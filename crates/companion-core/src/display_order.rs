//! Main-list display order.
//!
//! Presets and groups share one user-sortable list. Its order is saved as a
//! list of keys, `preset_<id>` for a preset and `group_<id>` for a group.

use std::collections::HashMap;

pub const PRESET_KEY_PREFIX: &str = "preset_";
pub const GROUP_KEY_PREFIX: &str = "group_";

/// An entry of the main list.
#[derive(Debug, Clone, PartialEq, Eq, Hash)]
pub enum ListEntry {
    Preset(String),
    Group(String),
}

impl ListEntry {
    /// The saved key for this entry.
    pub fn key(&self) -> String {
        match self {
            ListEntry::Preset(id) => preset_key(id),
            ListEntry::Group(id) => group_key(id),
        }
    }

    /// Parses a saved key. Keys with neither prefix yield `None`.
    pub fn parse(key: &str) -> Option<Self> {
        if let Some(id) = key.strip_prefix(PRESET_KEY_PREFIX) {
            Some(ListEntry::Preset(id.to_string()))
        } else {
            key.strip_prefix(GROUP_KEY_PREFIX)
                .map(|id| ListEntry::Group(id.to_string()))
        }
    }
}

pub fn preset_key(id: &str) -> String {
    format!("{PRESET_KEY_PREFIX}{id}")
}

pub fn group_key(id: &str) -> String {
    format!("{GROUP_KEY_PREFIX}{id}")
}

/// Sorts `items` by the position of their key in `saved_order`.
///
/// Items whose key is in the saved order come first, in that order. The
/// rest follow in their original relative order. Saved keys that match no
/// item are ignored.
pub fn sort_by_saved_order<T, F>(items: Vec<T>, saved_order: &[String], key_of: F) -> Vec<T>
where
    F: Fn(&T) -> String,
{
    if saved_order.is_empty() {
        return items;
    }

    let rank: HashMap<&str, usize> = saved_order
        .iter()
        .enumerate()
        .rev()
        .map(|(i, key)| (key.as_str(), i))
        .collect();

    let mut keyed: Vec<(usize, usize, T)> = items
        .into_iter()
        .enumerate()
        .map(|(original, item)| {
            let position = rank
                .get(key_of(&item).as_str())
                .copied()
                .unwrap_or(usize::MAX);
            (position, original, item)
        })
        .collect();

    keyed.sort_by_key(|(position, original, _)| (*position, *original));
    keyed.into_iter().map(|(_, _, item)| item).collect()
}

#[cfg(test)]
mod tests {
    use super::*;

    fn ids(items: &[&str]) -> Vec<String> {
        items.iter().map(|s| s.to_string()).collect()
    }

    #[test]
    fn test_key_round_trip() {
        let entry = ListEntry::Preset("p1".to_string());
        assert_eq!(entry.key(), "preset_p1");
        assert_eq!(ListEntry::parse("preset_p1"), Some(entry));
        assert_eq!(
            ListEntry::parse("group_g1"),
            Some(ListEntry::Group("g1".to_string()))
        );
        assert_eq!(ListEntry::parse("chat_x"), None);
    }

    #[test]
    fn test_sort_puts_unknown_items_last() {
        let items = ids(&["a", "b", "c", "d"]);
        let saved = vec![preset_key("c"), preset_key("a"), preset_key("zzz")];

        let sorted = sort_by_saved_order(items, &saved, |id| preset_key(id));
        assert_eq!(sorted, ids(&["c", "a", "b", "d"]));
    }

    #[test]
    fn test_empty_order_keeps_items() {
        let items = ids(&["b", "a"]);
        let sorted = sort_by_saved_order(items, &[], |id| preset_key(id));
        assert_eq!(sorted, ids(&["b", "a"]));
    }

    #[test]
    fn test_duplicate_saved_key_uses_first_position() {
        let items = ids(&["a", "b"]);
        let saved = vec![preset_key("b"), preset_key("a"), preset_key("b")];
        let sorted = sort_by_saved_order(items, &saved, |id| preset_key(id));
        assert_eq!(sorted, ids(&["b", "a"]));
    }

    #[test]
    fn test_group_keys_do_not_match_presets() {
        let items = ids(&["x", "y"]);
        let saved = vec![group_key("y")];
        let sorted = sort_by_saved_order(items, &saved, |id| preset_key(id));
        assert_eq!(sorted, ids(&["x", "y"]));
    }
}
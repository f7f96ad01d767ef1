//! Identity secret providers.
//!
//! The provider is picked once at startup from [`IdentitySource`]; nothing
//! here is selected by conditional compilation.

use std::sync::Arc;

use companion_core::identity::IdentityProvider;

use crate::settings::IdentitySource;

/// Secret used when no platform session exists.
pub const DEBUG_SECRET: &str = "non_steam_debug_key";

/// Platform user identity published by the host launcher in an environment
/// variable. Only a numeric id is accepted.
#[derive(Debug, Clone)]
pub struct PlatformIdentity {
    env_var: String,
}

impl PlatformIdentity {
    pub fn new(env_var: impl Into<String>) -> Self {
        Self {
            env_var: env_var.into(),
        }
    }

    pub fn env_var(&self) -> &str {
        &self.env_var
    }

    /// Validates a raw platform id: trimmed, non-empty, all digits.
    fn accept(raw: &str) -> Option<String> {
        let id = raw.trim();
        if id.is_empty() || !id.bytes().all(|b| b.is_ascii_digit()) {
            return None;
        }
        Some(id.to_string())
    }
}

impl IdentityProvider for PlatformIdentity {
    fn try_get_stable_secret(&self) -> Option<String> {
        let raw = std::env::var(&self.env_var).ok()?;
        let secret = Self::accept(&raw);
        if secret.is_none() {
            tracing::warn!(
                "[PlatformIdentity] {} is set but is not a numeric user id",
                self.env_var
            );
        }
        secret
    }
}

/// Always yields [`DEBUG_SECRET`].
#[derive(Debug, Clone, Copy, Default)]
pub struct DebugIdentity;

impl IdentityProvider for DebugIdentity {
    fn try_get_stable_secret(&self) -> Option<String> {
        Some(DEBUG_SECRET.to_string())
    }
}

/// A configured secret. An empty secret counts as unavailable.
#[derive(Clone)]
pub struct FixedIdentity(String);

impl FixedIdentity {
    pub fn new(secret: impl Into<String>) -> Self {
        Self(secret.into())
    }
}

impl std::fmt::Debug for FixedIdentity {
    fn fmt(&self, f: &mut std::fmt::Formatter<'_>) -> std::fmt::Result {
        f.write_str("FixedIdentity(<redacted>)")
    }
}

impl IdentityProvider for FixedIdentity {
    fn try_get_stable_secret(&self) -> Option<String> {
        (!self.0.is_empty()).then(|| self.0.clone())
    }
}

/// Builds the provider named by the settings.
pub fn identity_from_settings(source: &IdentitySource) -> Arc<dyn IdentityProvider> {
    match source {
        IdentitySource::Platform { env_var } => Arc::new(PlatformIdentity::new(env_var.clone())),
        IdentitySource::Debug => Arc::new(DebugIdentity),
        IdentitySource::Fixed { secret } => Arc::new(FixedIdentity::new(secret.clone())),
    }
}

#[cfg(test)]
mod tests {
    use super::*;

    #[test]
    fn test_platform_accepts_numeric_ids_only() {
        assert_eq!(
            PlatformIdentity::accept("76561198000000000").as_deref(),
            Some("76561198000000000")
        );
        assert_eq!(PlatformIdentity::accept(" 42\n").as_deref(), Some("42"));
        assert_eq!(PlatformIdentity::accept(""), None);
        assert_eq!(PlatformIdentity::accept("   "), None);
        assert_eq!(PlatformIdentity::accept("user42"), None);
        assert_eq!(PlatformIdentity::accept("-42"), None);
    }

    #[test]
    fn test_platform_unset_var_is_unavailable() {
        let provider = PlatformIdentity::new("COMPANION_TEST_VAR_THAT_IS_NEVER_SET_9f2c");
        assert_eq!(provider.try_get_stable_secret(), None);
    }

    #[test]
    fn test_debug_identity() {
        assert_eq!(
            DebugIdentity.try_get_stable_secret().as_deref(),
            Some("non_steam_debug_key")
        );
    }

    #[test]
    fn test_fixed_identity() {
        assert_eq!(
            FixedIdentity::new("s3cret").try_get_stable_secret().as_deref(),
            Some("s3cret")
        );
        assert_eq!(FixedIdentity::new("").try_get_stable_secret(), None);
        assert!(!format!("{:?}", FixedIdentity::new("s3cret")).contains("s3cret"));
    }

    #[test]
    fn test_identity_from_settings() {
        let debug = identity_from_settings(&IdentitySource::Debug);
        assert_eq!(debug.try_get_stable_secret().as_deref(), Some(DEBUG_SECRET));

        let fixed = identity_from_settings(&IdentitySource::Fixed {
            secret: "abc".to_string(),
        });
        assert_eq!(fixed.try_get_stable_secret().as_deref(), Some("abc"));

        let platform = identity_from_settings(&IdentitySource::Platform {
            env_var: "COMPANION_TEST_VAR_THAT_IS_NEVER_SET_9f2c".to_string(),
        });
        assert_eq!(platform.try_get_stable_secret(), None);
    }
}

——

- Task description -
All lines from the one containing "let debug = identity_from_settings(&IdentitySource::Debug);" through the last line of the data must be set down exactly. No other lines belong in the answer.

- Exercise response -
        let debug = identity_from_settings(&IdentitySource::Debug);
        assert_eq!(debug.try_get_stable_secret().as_deref(), Some(DEBUG_SECRET));

        let fixed = identity_from_settings(&IdentitySource::Fixed {
            secret: "abc".to_string(),
        });
        assert_eq!(fixed.try_get_stable_secret().as_deref(), Some("abc"));

        let platform = identity_from_settings(&IdentitySource::Platform {
            env_var: "COMPANION_TEST_VAR_THAT_IS_NEVER_SET_9f2c".to_string(),
        });
        assert_eq!(platform.try_get_stable_secret(), None);
    }
}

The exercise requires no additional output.